Texas Governor Greg Abbott vetoed an estimated $193,000 annual membership to the Southern Regional Education Board (SREB) as part of the state’s discretionary spending budget last month. This line-item veto is part of a political tug-of-war with Legislative Budget Board (LBB) bureaucrat Ursula Parks, who took exception to Abbott’s overall veto.
Breitbart Texas analyzed these issues in depth. In 2012, House Speaker Joe Straus and former Lt. Gov. David Dewhurst appointed Parks to her director’s post.
Abbott’s veto was consistent with his anti-Common Core stance. He objected to the Lone Star state’s involvement because the 16-state consortium supports the Common Core curriculum effort.
In his veto statement, Abbott said, “The federal government should not determine what is taught in Texas classrooms, and Texas taxpayer dollars should not be used to finance the promotion of Common Core.”
Breitbart Texas spoke with Abbott Deputy Press Secretary John Wittman who found it unfortunate that unelected bureaucrats at the LBB were “actively working to interfere with the Governor’s constitutional authority to limit government and cut unnecessary spending.”
Texas is one of two SREB members that did not adopt Common Core. SREB funders include Common Core partners Bill & Melinda Gates Foundation, Pearson Foundation, U.S. Department of Education and the Alfred P. Sloan Foundation, among others. They drive policies pre-K to Ph.D. on federal and state levels but also work directly with schools to further the national college and career machine and the newly popular gap-closing career and technical “middle-skills” agenda.
Last year, SREB developed math and literacy ready courses for education lobbyist, the Texas Association of School Administrators (TASA).
Like other Big Education entities, they hold conferences chockful of Common Core. They also research, collect and analyze data plus pump out reports like Embedding the Common Core State Standards or Other Rigorous Standards into Academic, Career/Technical and Elective Courses. They lobby Congress on behalf of their members.
SREB President Dave Spence insisted to the Texas Tribune that his group had no Common Core connection, even though he wrote a Fed Led education policy series with grant money from Common Core riddled Gates and Lumina foundations. Spence also claimed that SREB planned to pump over $4 million dollars into Texas teacher development over the next four years.
Abbott’s current Keep Common Core Out of Texas petition is in response to the LBB opposition. “I vetoed funds for a board that supports Common Core. Bureaucrats are protesting,” he posted to Facebook. The LBB seeks to reinstate and fund the SREB.
On the campaign trail last year, Abbott signaled he would “crush Common Core” and “end Common Core,” espousing values that came from a belief in genuine local control of education, empowering parents, teachers and principals to serve the state’s students, a spokesman told Breitbart Texas.
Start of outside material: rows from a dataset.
//! Built-in functions
//!
//! Function tokens compile to one of the entries registered here.

pub mod logical;
pub mod math;
pub mod text;

use crate::error::FormulaResult;
use crate::value::FormulaValue;
use ahash::AHashMap;
use cellflow_core::CellError;
use once_cell::sync::Lazy;

/// Function implementation signature
pub type FunctionImpl = fn(&[FormulaValue]) -> FormulaResult<FormulaValue>;

/// Function definition
pub struct FunctionDef {
    /// Function name (uppercase)
    pub name: &'static str,
    /// Minimum arguments
    pub min_args: usize,
    /// Maximum arguments (None = unlimited)
    pub max_args: Option<usize>,
    /// Implementation
    pub implementation: FunctionImpl,
}

/// Function registry
pub struct FunctionRegistry {
    functions: AHashMap<&'static str, FunctionDef>,
}

static REGISTRY: Lazy<FunctionRegistry> = Lazy::new(FunctionRegistry::new);

/// The shared, read-only registry of built-in functions
pub fn registry() -> &'static FunctionRegistry {
    &REGISTRY
}

impl FunctionRegistry {
    /// Create a registry holding every built-in function
    pub fn new() -> Self {
        let mut registry = Self {
            functions: AHashMap::new(),
        };

        // Math
        registry.register("SUM", 1, None, math::fn_sum);
        registry.register("AVERAGE", 1, None, math::fn_average);
        registry.register("MIN", 1, None, math::fn_min);
        registry.register("MAX", 1, None, math::fn_max);
        registry.register("COUNT", 1, None, math::fn_count);
        registry.register("ABS", 1, Some(1), math::fn_abs);
        registry.register("ROUND", 2, Some(2), math::fn_round);
        registry.register("MOD", 2, Some(2), math::fn_mod);
        registry.register("POWER", 2, Some(2), math::fn_power);
        registry.register("SQRT", 1, Some(1), math::fn_sqrt);
        registry.register("PI", 0, Some(0), math::fn_pi);

        // Logical
        registry.register("IF", 2, Some(3), logical::fn_if);
        registry.register("AND", 1, None, logical::fn_and);
        registry.register("OR", 1, None, logical::fn_or);
        registry.register("NOT", 1, Some(1), logical::fn_not);
        registry.register("IFERROR", 2, Some(2), logical::fn_iferror);

        // Text
        registry.register("LEN", 1, Some(1), text::fn_len);
        registry.register("UPPER", 1, Some(1), text::fn_upper);
        registry.register("LOWER", 1, Some(1), text::fn_lower);
        registry.register("CONCATENATE", 1, None, text::fn_concatenate);

        registry
    }

    /// Look up a function by name (case-insensitive)
    pub fn get(&self, name: &str) -> Option<&FunctionDef> {
        self.functions.get(name.to_uppercase().as_str())
    }

    pub fn len(&self) -> usize {
        self.functions.len()
    }

    pub fn is_empty(&self) -> bool {
        self.functions.is_empty()
    }

    fn register(
        &mut self,
        name: &'static str,
        min_args: usize,
        max_args: Option<usize>,
        implementation: FunctionImpl,
    ) {
        self.functions.insert(
            name,
            FunctionDef {
                name,
                min_args,
                max_args,
                implementation,
            },
        );
    }
}

impl Default for FunctionRegistry {
    fn default() -> Self {
        Self::new()
    }
}

/// Numbers an aggregate sees: direct numbers/booleans and the numbers inside arrays
///
/// The first error encountered wins.
pub(crate) fn collect_numbers(args: &[FormulaValue]) -> Result<Vec<f64>, CellError> {
    let mut numbers = Vec::new();
    for arg in args {
        match arg {
            FormulaValue::Number(n) => numbers.push(*n),
            FormulaValue::Boolean(b) => numbers.push(if *b { 1.0 } else { 0.0 }),
            FormulaValue::Error(e) => return Err(*e),
            FormulaValue::Array(rows) => {
                for cell in rows.iter().flatten() {
                    match cell {
                        FormulaValue::Number(n) => numbers.push(*n),
                        FormulaValue::Error(e) => return Err(*e),
                        _ => {}
                    }
                }
            }
            _ => {}
        }
    }
    Ok(numbers)
}

/// Apply a scalar function to a value, element-wise over arrays
pub(crate) fn map_scalar(
    value: &FormulaValue,
    f: &dyn Fn(&FormulaValue) -> FormulaValue,
) -> FormulaValue {
    match value {
        FormulaValue::Array(rows) => FormulaValue::Array(
            rows.iter()
                .map(|row| row.iter().map(|cell| map_scalar(cell, f)).collect())
                .collect(),
        ),
        FormulaValue::Error(e) => FormulaValue::Error(*e),
        scalar => f(scalar),
    }
}

/// Numeric view of a scalar argument, or the error value to return instead
pub(crate) fn number_arg(value: &FormulaValue) -> Result<f64, CellError> {
    if let Some(e) = value.get_error() {
        return Err(e);
    }
    value.as_number().ok_or(CellError::Value)
}
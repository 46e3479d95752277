//! Cell-related types
//!
//! This module contains:
//! - [`CellError`] - Error values a formula can evaluate to
//! - [`CellAddress`] - A cell's location (e.g., "A1")
//! - [`CellRange`] - A rectangle of cells (e.g., "A1:B10")
//! - [`RangeReference`] - A range with an optional sheet qualifier

mod address;
mod error;

pub use address::{CellAddress, CellRange, RangeReference};
pub use error::CellError;
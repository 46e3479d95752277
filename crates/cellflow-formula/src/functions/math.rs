//! Math functions

use super::{collect_numbers, map_scalar, number_arg};
use crate::error::FormulaResult;
use crate::value::FormulaValue;
use cellflow_core::CellError;

fn number_or_error(result: Result<f64, CellError>) -> FormulaValue {
    match result {
        Ok(n) if n.is_finite() => FormulaValue::Number(n),
        Ok(_) => FormulaValue::Error(CellError::Num),
        Err(e) => FormulaValue::Error(e),
    }
}

/// SUM function
pub fn fn_sum(args: &[FormulaValue]) -> FormulaResult<FormulaValue> {
    Ok(number_or_error(
        collect_numbers(args).map(|ns| ns.iter().sum()),
    ))
}

/// AVERAGE function
pub fn fn_average(args: &[FormulaValue]) -> FormulaResult<FormulaValue> {
    Ok(number_or_error(collect_numbers(args).and_then(|ns| {
        if ns.is_empty() {
            Err(CellError::Div0)
        } else {
            Ok(ns.iter().sum::<f64>() / ns.len() as f64)
        }
    })))
}

/// MIN function; zero when no numbers are given
pub fn fn_min(args: &[FormulaValue]) -> FormulaResult<FormulaValue> {
    Ok(number_or_error(collect_numbers(args).map(|ns| {
        ns.into_iter().reduce(f64::min).unwrap_or(0.0)
    })))
}

/// MAX function; zero when no numbers are given
pub fn fn_max(args: &[FormulaValue]) -> FormulaResult<FormulaValue> {
    Ok(number_or_error(collect_numbers(args).map(|ns| {
        ns.into_iter().reduce(f64::max).unwrap_or(0.0)
    })))
}

/// COUNT function: counts numbers, errors are skipped rather than raised
pub fn fn_count(args: &[FormulaValue]) -> FormulaResult<FormulaValue> {
    let count = args
        .iter()
        .map(|arg| match arg {
            FormulaValue::Number(_) => 1,
            FormulaValue::Array(rows) => rows
                .iter()
                .flatten()
                .filter(|c| matches!(c, FormulaValue::Number(_)))
                .count(),
            _ => 0,
        })
        .sum::<usize>();
    Ok(FormulaValue::Number(count as f64))
}

/// ABS function
pub fn fn_abs(args: &[FormulaValue]) -> FormulaResult<FormulaValue> {
    Ok(map_scalar(&args[0], &|v| {
        number_or_error(number_arg(v).map(f64::abs))
    }))
}

/// ROUND function (half away from zero)
pub fn fn_round(args: &[FormulaValue]) -> FormulaResult<FormulaValue> {
    let digits = match number_arg(&args[1]) {
        // Past f64's exponent range every count rounds the same way
        Ok(d) => d.trunc().clamp(-308.0, 308.0) as i32,
        Err(e) => return Ok(FormulaValue::Error(e)),
    };
    let factor = 10f64.powi(digits.abs());
    Ok(map_scalar(&args[0], &|v| {
        number_or_error(number_arg(v).map(|n| {
            if digits >= 0 {
                let scaled = n * factor;
                if scaled.is_finite() {
                    scaled.round() / factor
                } else {
                    n
                }
            } else {
                (n / factor).round() * factor
            }
        }))
    }))
}

/// MOD function; the result takes the sign of the divisor
pub fn fn_mod(args: &[FormulaValue]) -> FormulaResult<FormulaValue> {
    let result = number_arg(&args[0]).and_then(|n| {
        let d = number_arg(&args[1])?;
        if d == 0.0 {
            return Err(CellError::Div0);
        }
        Ok(n - d * (n / d).floor())
    });
    Ok(number_or_error(result))
}

/// POWER function
pub fn fn_power(args: &[FormulaValue]) -> FormulaResult<FormulaValue> {
    let result = number_arg(&args[0]).and_then(|base| {
        let exp = number_arg(&args[1])?;
        if base == 0.0 && exp < 0.0 {
            return Err(CellError::Div0);
        }
        Ok(base.powf(exp))
    });
    Ok(number_or_error(result))
}

/// SQRT function
pub fn fn_sqrt(args: &[FormulaValue]) -> FormulaResult<FormulaValue> {
    Ok(map_scalar(&args[0], &|v| {
        number_or_error(number_arg(v).and_then(|n| {
            if n < 0.0 {
                Err(CellError::Num)
            } else {
                Ok(n.sqrt())
            }
        }))
    }))
}

/// PI function
pub fn fn_pi(_args: &[FormulaValue]) -> FormulaResult<FormulaValue> {
    Ok(FormulaValue::Number(std::f64::consts::PI))
}
//! Reading a package directory into a resource collection and writing the
//! collection back.

use std::collections::{BTreeMap, BTreeSet};
use std::path::{Component, Path};

use anyhow::{anyhow, Context, Result};
use kpipe_core::{parse_documents, Resource};
use tracing::debug;

use crate::kptfile::{is_package_dir, KPTFILE_NAME};

/// Resources of one package plus the files they came from, relative to the
/// package root with `/` separators.
#[derive(Debug, Clone, Default)]
pub struct PackageFiles {
    pub resources: Vec<Resource>,
    pub files: BTreeSet<String>,
}

fn is_resource_file(name: &str) -> bool {
    name == KPTFILE_NAME || name.ends_with(".yaml") || name.ends_with(".yml")
}

/// Read every resource file of the package at `root`. Nested packages
/// (directories with their own Kptfile) and hidden directories are skipped.
pub fn read_package(root: &Path) -> Result<PackageFiles> {
    let mut out = PackageFiles::default();
    read_dir(root, "", false, &mut out)?;
    debug!(pkg = %root.display(), files = out.files.len(), resources = out.resources.len(), "read package");
    Ok(out)
}

/// Like [`read_package`] but descends into nested packages as well.
pub fn read_tree(root: &Path) -> Result<PackageFiles> {
    let mut out = PackageFiles::default();
    read_dir(root, "", true, &mut out)?;
    debug!(dir = %root.display(), files = out.files.len(), resources = out.resources.len(), "read tree");
    Ok(out)
}

fn read_dir(dir: &Path, rel: &str, nested: bool, out: &mut PackageFiles) -> Result<()> {
    let mut entries = std::fs::read_dir(dir)
        .with_context(|| format!("listing {}", dir.display()))?
        .collect::<std::io::Result<Vec<_>>>()
        .with_context(|| format!("listing {}", dir.display()))?;
    entries.sort_by_key(|e| e.file_name());

    for entry in entries {
        let name = entry.file_name().to_string_lossy().into_owned();
        let path = entry.path();
        let rel_path = if rel.is_empty() { name.clone() } else { format!("{}/{}", rel, name) };
        let ty = entry.file_type().with_context(|| format!("inspecting {}", path.display()))?;
        if ty.is_dir() {
            if name.starts_with('.') || (!nested && is_package_dir(&path)) {
                continue;
            }
            read_dir(&path, &rel_path, nested, out)?;
        } else if ty.is_file() && is_resource_file(&name) {
            let src = std::fs::read_to_string(&path).with_context(|| format!("reading {}", path.display()))?;
            let docs = parse_documents(&src).with_context(|| format!("parsing {}", path.display()))?;
            for (index, mut r) in docs.into_iter().enumerate() {
                r.set_file_annotations(&rel_path, index);
                out.resources.push(r);
            }
            out.files.insert(rel_path);
        }
    }
    Ok(())
}

/// File name for a resource that carries no path annotation.
fn default_path(r: &Resource) -> String {
    format!("{}_{}.yaml", r.kind().to_lowercase(), r.name()).replace('/', "_")
}

fn check_relative(p: &str) -> Result<()> {
    let ok = !p.is_empty()
        && Path::new(p).components().all(|c| matches!(c, Component::Normal(_) | Component::CurDir));
    if ok { Ok(()) } else { Err(anyhow!("resource path {:?} escapes the package", p)) }
}

/// Write `resources` under `root`, one file per path annotation, documents
/// in collection order. Files listed in `previous` that no longer hold any
/// resource are removed. Provenance annotations are not written.
pub fn write_package(root: &Path, resources: &[Resource], previous: &BTreeSet<String>) -> Result<()> {
    let mut files: BTreeMap<String, Vec<Resource>> = BTreeMap::new();
    for r in resources {
        let path = r.file_annotations()?.path;
        let path = if path.is_empty() { default_path(r) } else { path };
        check_relative(&path)?;
        let mut r = r.clone();
        r.clear_file_annotations();
        files.entry(path).or_default().push(r);
    }

    for (rel, docs) in &files {
        let mut text = String::new();
        for (i, r) in docs.iter().enumerate() {
            if i > 0 {
                text.push_str("---\n");
            }
            text.push_str(&r.to_yaml()?);
        }
        let path = root.join(rel);
        if let Some(parent) = path.parent() {
            std::fs::create_dir_all(parent).with_context(|| format!("creating {}", parent.display()))?;
        }
        std::fs::write(&path, text).with_context(|| format!("writing {}", path.display()))?;
    }

    for rel in previous.iter().filter(|p| !files.contains_key(*p)) {
        let path = root.join(rel);
        match std::fs::remove_file(&path) {
            Ok(()) => debug!(file = %rel, "removed file with no remaining resources"),
            Err(e) if e.kind() == std::io::ErrorKind::NotFound => {}
            Err(e) => return Err(anyhow!(e).context(format!("removing {}", path.display()))),
        }
    }
    Ok(())
}
//! Package context: one `ConfigMap` per package exposing its name to the
//! functions that follow.

use std::path::Path;

use kpipe_core::resource::LOCAL_CONFIG_ANNOTATION;
use kpipe_core::prelude::*;
use metrics::counter;
use serde_json::json;
use tracing::debug;

pub const PKG_CONTEXT_FILE: &str = "package-context.yaml";
pub const PKG_CONTEXT_NAME: &str = "kptfile.kpt.dev";

const PKG_CONTEXT: Op = Op("builtins.pkgContext");

fn config_map_gvk() -> Gvk { Gvk::new("", "v1", "ConfigMap") }
fn kptfile_gvk() -> Gvk { Gvk::new("kpt.dev", "v1", "Kptfile") }

/// Resources after synthesis plus one info result per generated context.
#[derive(Debug, Clone, Default, PartialEq)]
pub struct PkgContextOutput {
    pub resources: Vec<Resource>,
    pub results: Vec<ResultItem>,
}

pub fn is_pkg_context(r: &Resource) -> bool {
    r.gvk() == config_map_gvk() && r.name() == PKG_CONTEXT_NAME
}

/// Drop every existing package context and generate a fresh one next to
/// each Kptfile. Other resources keep their order; generated contexts are
/// appended in Kptfile order.
pub fn generate(items: Vec<Resource>) -> Result<PkgContextOutput, Error> {
    let mut resources = Vec::with_capacity(items.len() + 1);
    let mut contexts = Vec::new();
    for r in items {
        if is_pkg_context(&r) {
            continue;
        }
        if r.gvk() == kptfile_gvk() {
            contexts.push(context_for(&r)?);
        }
        resources.push(r);
    }

    let mut results = Vec::with_capacity(contexts.len());
    for cm in contexts {
        let path = cm.file_annotations().map(|a| a.path).unwrap_or_default();
        debug!(path = %path, "generated package context");
        counter!("pkg_context_generated_total", 1);
        results.push(ResultItem::info("generated package context").with_file(path));
        resources.push(cm);
    }
    Ok(PkgContextOutput { resources, results })
}

fn context_for(kptfile: &Resource) -> Result<Resource, Error> {
    let kf_path = kptfile.file_annotations().map_err(|e| {
        Error::builder().op(PKG_CONTEXT).msg(format!("{:#}", e)).build()
    })?;
    let dir = Path::new(&kf_path.path).parent().map(|p| p.to_string_lossy().into_owned()).unwrap_or_default();
    let path = if dir.is_empty() { PKG_CONTEXT_FILE.to_string() } else { format!("{}/{}", dir, PKG_CONTEXT_FILE) };

    let mut cm = base_context(kptfile.name())
        .map_err(|e| Error::builder().op(PKG_CONTEXT).msg(format!("{:#}", e)).build())?;
    cm.set_file_annotations(&path, 0);
    Ok(cm)
}

fn base_context(name: &str) -> anyhow::Result<Resource> {
    let v = json!({
        "apiVersion": "v1",
        "kind": "ConfigMap",
        "metadata": {
            "name": PKG_CONTEXT_NAME,
            "annotations": { (LOCAL_CONFIG_ANNOTATION): "true" },
        },
        "data": { "name": name },
    });
    Resource::from_value(v)
}

/// Package context with a placeholder name, for abstract blueprints.
pub fn dummy_pkg_context() -> String {
    format!(
        "apiVersion: v1\nkind: ConfigMap\nmetadata:\n  name: {}\n  annotations:\n    {}: \"true\"\ndata:\n  name: example\n",
        PKG_CONTEXT_NAME, LOCAL_CONFIG_ANNOTATION
    )
}
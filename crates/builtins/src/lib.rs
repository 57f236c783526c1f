//! Built-in pipeline steps that run in-process instead of as functions.

#![forbid(unsafe_code)]

pub mod pkg_context;

pub use pkg_context::{dummy_pkg_context, generate as generate_pkg_context, is_pkg_context, PkgContextOutput, PKG_CONTEXT_FILE, PKG_CONTEXT_NAME};
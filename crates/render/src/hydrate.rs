//! Rendering a package tree: subpackages first, each with its own ledger,
//! their output feeding the parent's input.

use std::collections::{BTreeSet, HashMap};
use std::path::{Path, PathBuf};

use anyhow::Context;
use kpipe_core::{Error, Op, Resource, ResultList};
use kpipe_fnruntime::Reporter;
use tokio_util::sync::CancellationToken;
use tracing::debug;

use crate::kptfile::{is_package_dir, Kptfile};
use crate::pkg::read_package;
use crate::render::Renderer;

const HYDRATE: Op = Op("pkg.hydrate");

/// Outcome of running functions over a package tree.
#[derive(Debug)]
pub struct PackageOutput {
    /// Every package's ledger, concatenated in completion order.
    pub results: ResultList,
    /// Root package resources, subpackage resources included.
    pub resources: Result<Vec<Resource>, Error>,
    /// Files read across the tree, relative to the root.
    pub files: BTreeSet<String>,
}

/// Package directories below `root` (inclusive), children before parents,
/// siblings sorted by directory name. Paths are relative to `root`.
pub fn discover_packages(root: &Path) -> anyhow::Result<Vec<String>> {
    let mut order = Vec::new();
    visit(root, "", &mut order)?;
    order.push(String::new());
    Ok(order)
}

fn visit(dir: &Path, rel: &str, order: &mut Vec<String>) -> anyhow::Result<()> {
    let mut subdirs: Vec<String> = std::fs::read_dir(dir)
        .with_context(|| format!("listing {}", dir.display()))?
        .filter_map(|e| e.ok())
        .filter(|e| e.file_type().map(|t| t.is_dir()).unwrap_or(false))
        .map(|e| e.file_name().to_string_lossy().into_owned())
        .filter(|n| !n.starts_with('.'))
        .collect();
    subdirs.sort();
    for name in subdirs {
        let rel_path = if rel.is_empty() { name.clone() } else { format!("{}/{}", rel, name) };
        let path = dir.join(&name);
        if is_package_dir(&path) {
            visit(&path, &rel_path, order)?;
            order.push(rel_path);
        } else {
            visit(&path, &rel_path, order)?;
        }
    }
    Ok(())
}

/// Nearest enclosing package of `rel` among `pkgs`, excluding `rel` itself.
fn parent_of<'p>(rel: &str, pkgs: &'p [String]) -> Option<&'p str> {
    let mut best: Option<&str> = None;
    for p in pkgs.iter().map(String::as_str).filter(|p| *p != rel) {
        let encloses = p.is_empty() || rel.starts_with(&format!("{}/", p));
        if encloses && best.map_or(true, |b| p.len() > b.len()) {
            best = Some(p);
        }
    }
    best
}

fn reroot(resources: Vec<Resource>, prefix: &str) -> Result<Vec<Resource>, Error> {
    resources
        .into_iter()
        .map(|mut r| {
            let a = r.file_annotations().map_err(|e| Error::builder().op(HYDRATE).msg(format!("{:#}", e)).build())?;
            let path = if a.path.is_empty() { String::new() } else { format!("{}/{}", prefix, a.path) };
            if !path.is_empty() {
                r.set_file_annotations(&path, a.index);
            }
            Ok(r)
        })
        .collect()
}

impl Renderer<'_> {
    /// Render the package at `root` and every subpackage beneath it.
    pub async fn hydrate(&self, root: &Path, reporter: &mut dyn Reporter, cancel: &CancellationToken) -> PackageOutput {
        let mut results = ResultList::new();
        let mut files = BTreeSet::new();
        let fail = |results, files, e: Error| PackageOutput {
            results,
            resources: Err(Error::builder().op(HYDRATE).path(root).wrap(e).build()),
            files,
        };

        let pkgs = match discover_packages(root) {
            Ok(p) => p,
            Err(e) => return fail(results, files, Error::builder().msg(format!("{:#}", e)).build()),
        };
        let mut outputs: HashMap<String, Vec<Resource>> = HashMap::new();

        for rel in &pkgs {
            let dir: PathBuf = if rel.is_empty() { root.to_path_buf() } else { root.join(rel) };
            let kptfile = match Kptfile::read(&dir) {
                Ok(k) => k,
                Err(e) => {
                    let err = Error::builder().path(&dir).msg(format!("{:#}", e)).build();
                    return fail(results, files, err);
                }
            };
            let own = match read_package(&dir) {
                Ok(p) => p,
                Err(e) => {
                    let err = Error::builder().path(&dir).msg(format!("{:#}", e)).build();
                    return fail(results, files, err);
                }
            };
            for f in own.files {
                files.insert(if rel.is_empty() { f } else { format!("{}/{}", rel, f) });
            }

            let mut input = own.resources;
            let children: Vec<&String> = pkgs.iter().filter(|p| parent_of(p, &pkgs) == Some(rel.as_str())).collect();
            for child in children {
                let prefix = if rel.is_empty() { child.clone() } else { child[rel.len() + 1..].to_string() };
                let out = outputs.remove(child.as_str()).unwrap_or_default();
                match reroot(out, &prefix) {
                    Ok(mut r) => input.append(&mut r),
                    Err(e) => return fail(results, files, e),
                }
            }

            let name = if rel.is_empty() { display_name(root) } else { rel.clone() };
            reporter.write_out(&format!("Package {:?}:\n", name));
            debug!(pkg = %name, resources = input.len(), "rendering package");
            let out = self.render(&dir, input, &kptfile.pipeline, reporter, cancel).await;
            results.extend(out.results);
            match out.resources {
                Ok(r) => {
                    reporter.write_out("\n");
                    outputs.insert(rel.clone(), r);
                }
                Err(e) => return fail(results, files, e),
            }
        }

        let resources = outputs.remove("").unwrap_or_default();
        PackageOutput { results, resources: Ok(resources), files }
    }
}

fn display_name(root: &Path) -> String {
    let abs = std::fs::canonicalize(root).unwrap_or_else(|_| root.to_path_buf());
    abs.file_name().map(|n| n.to_string_lossy().into_owned()).unwrap_or_else(|| ".".to_string())
}
//! kpipe function runtime.
//!
//! Turns a declared function into a filter over a resource collection:
//! configuration is resolved, the function is executed through an
//! [`FnExecutor`], and [`FunctionRunner`] records the outcome in the
//! package's [`kpipe_core::ResultList`].

#![forbid(unsafe_code)]

pub mod config;
pub mod container;
pub mod exec;
pub mod executor;
pub mod format;
pub mod function;
pub mod options;
mod process;
pub mod reporter;
pub mod runner;
pub mod wire;

pub use config::{resolve_fn_config, FUNCTION_INPUT_NAME};
pub use container::ContainerFn;
pub use exec::ExecFn;
pub use executor::{ExecFailure, ExecPolicy, FailureReason, FnExecutor, FnOutput, Mount};
pub use format::{format_lines, Truncation};
pub use function::Function;
pub use options::RuntimeOptions;
pub use reporter::{BufferReporter, ConsoleReporter, Reporter, StderrReporter};
pub use runner::{DefaultExecutors, ExecutorFactory, FunctionRunner};
//! kpipe rendering: reads packages, runs their Kptfile pipelines and writes
//! the hydrated result back.

#![forbid(unsafe_code)]

pub mod eval;
pub mod hydrate;
pub mod kptfile;
pub mod pkg;
pub mod render;
pub mod results;

pub use hydrate::{discover_packages, PackageOutput};
pub use kptfile::{Kptfile, Pipeline, KPTFILE_NAME};
pub use pkg::{read_package, read_tree, write_package, PackageFiles};
pub use render::{RenderOutput, Renderer};
pub use results::{write_results, RESULTS_FILE};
As Texas Attorney General, he rendered a response to an opinion requested by then Sen. Dan Patrick. Abbott said: “No Common Core in Texas” and he emphasized the intent of anti-Common Core legislation was “not to prevent the use of materials where the two standards overlap; it was to prohibit the outright adoption of the national Common Core standards.” Patrick is now the Texas Lt. Governor and has oversight over the LBB.
The newly elected Gov. Abbott slammed Common Core in a Fox News debate with former Secretary of Education Bill Bennett, a well-recognized pro-Common Core advocate. Abbott said, “Common Core violates the four core principles and the four core pillars of education. Which [are] parental involvement, excellent teachers, student engagement and adaptability for the uniqueness of each particular student.”
In his first state of the State, Abbott emphasized: “we must keep Common Core out of Texas schools and we have to return local control back to the school districts of Texas.”
Still, Common Core materials continue to creep in and remain a sore spot among Texans. One way to stifle that creep is to end the taxpayers’ involvement with a consortium that supports the Common Core.
Rep. Jimmie Don Aycock, the lead author of House Bill 5, the law may well give Texas a lot of its Common Core-like feel, was quick to cough up wild ideas of Tea Party conspiracies to the Tribune when it came to Abbott’s SREB membership veto.
Yet, Aycock and State Board of Education member Thomas Ratliff told an Austin audience about the behind-the-scenes tactics with mom lobbyist group TAMSA that went into passing HB 5 in 2013, which Breitbart Texas reported.